ASSIGNMENT =
All lines of the material that contain "MarkdownFormatter" must be copied out.

MATERIAL FOR THE TASK =
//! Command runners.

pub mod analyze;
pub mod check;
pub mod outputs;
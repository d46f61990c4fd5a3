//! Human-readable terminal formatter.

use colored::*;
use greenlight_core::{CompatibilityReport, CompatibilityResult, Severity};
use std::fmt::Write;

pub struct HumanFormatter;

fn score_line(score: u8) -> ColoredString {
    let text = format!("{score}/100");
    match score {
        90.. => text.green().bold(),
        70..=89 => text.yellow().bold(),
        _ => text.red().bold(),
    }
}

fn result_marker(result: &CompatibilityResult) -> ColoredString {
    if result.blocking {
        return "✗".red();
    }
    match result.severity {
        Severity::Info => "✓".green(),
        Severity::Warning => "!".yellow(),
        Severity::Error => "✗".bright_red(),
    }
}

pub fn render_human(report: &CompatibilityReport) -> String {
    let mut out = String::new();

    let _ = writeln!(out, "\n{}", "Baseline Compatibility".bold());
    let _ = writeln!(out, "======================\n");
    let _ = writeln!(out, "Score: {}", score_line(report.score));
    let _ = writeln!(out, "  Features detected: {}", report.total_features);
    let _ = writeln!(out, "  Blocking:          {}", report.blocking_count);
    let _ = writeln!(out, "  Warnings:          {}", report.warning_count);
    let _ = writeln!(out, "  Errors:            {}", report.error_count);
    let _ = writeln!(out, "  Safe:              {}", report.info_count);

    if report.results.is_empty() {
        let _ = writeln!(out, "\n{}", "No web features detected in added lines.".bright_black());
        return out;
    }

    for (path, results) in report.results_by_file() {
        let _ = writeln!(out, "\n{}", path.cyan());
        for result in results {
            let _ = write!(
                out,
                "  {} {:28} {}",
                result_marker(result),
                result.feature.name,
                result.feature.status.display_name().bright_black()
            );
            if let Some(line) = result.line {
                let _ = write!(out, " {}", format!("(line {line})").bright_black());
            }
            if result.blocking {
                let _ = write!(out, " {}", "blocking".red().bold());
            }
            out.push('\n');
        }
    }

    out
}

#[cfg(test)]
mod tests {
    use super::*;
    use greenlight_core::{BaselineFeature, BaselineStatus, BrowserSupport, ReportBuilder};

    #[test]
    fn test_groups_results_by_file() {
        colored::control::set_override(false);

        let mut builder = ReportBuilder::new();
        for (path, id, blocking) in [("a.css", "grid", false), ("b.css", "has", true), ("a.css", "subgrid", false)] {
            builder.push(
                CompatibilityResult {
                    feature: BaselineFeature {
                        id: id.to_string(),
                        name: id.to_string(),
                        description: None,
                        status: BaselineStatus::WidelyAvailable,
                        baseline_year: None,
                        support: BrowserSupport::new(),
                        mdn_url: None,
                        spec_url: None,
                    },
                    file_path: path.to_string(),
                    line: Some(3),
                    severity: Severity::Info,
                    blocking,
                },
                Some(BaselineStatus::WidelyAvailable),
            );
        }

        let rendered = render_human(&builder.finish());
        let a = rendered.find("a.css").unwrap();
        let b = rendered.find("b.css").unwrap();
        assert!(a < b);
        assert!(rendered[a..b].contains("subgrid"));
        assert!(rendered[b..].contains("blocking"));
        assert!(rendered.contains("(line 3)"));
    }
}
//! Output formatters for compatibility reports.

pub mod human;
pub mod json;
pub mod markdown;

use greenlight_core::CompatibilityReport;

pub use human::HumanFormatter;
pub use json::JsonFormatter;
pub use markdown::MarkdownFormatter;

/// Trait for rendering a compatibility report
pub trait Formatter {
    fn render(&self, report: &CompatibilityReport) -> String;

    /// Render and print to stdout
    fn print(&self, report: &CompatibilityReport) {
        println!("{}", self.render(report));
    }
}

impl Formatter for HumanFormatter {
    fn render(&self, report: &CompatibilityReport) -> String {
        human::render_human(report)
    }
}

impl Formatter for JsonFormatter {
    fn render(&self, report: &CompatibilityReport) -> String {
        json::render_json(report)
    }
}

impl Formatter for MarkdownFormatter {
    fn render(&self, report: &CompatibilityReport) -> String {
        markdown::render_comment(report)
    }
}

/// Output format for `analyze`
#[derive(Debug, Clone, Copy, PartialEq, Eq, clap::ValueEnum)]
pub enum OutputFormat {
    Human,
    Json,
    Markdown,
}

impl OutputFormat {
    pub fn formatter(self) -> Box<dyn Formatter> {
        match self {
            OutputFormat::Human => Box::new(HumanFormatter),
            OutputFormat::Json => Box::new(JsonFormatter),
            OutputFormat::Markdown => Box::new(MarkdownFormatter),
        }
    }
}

SOLUTION =
pub use markdown::MarkdownFormatter;
impl Formatter for MarkdownFormatter {
            OutputFormat::Markdown => Box::new(MarkdownFormatter),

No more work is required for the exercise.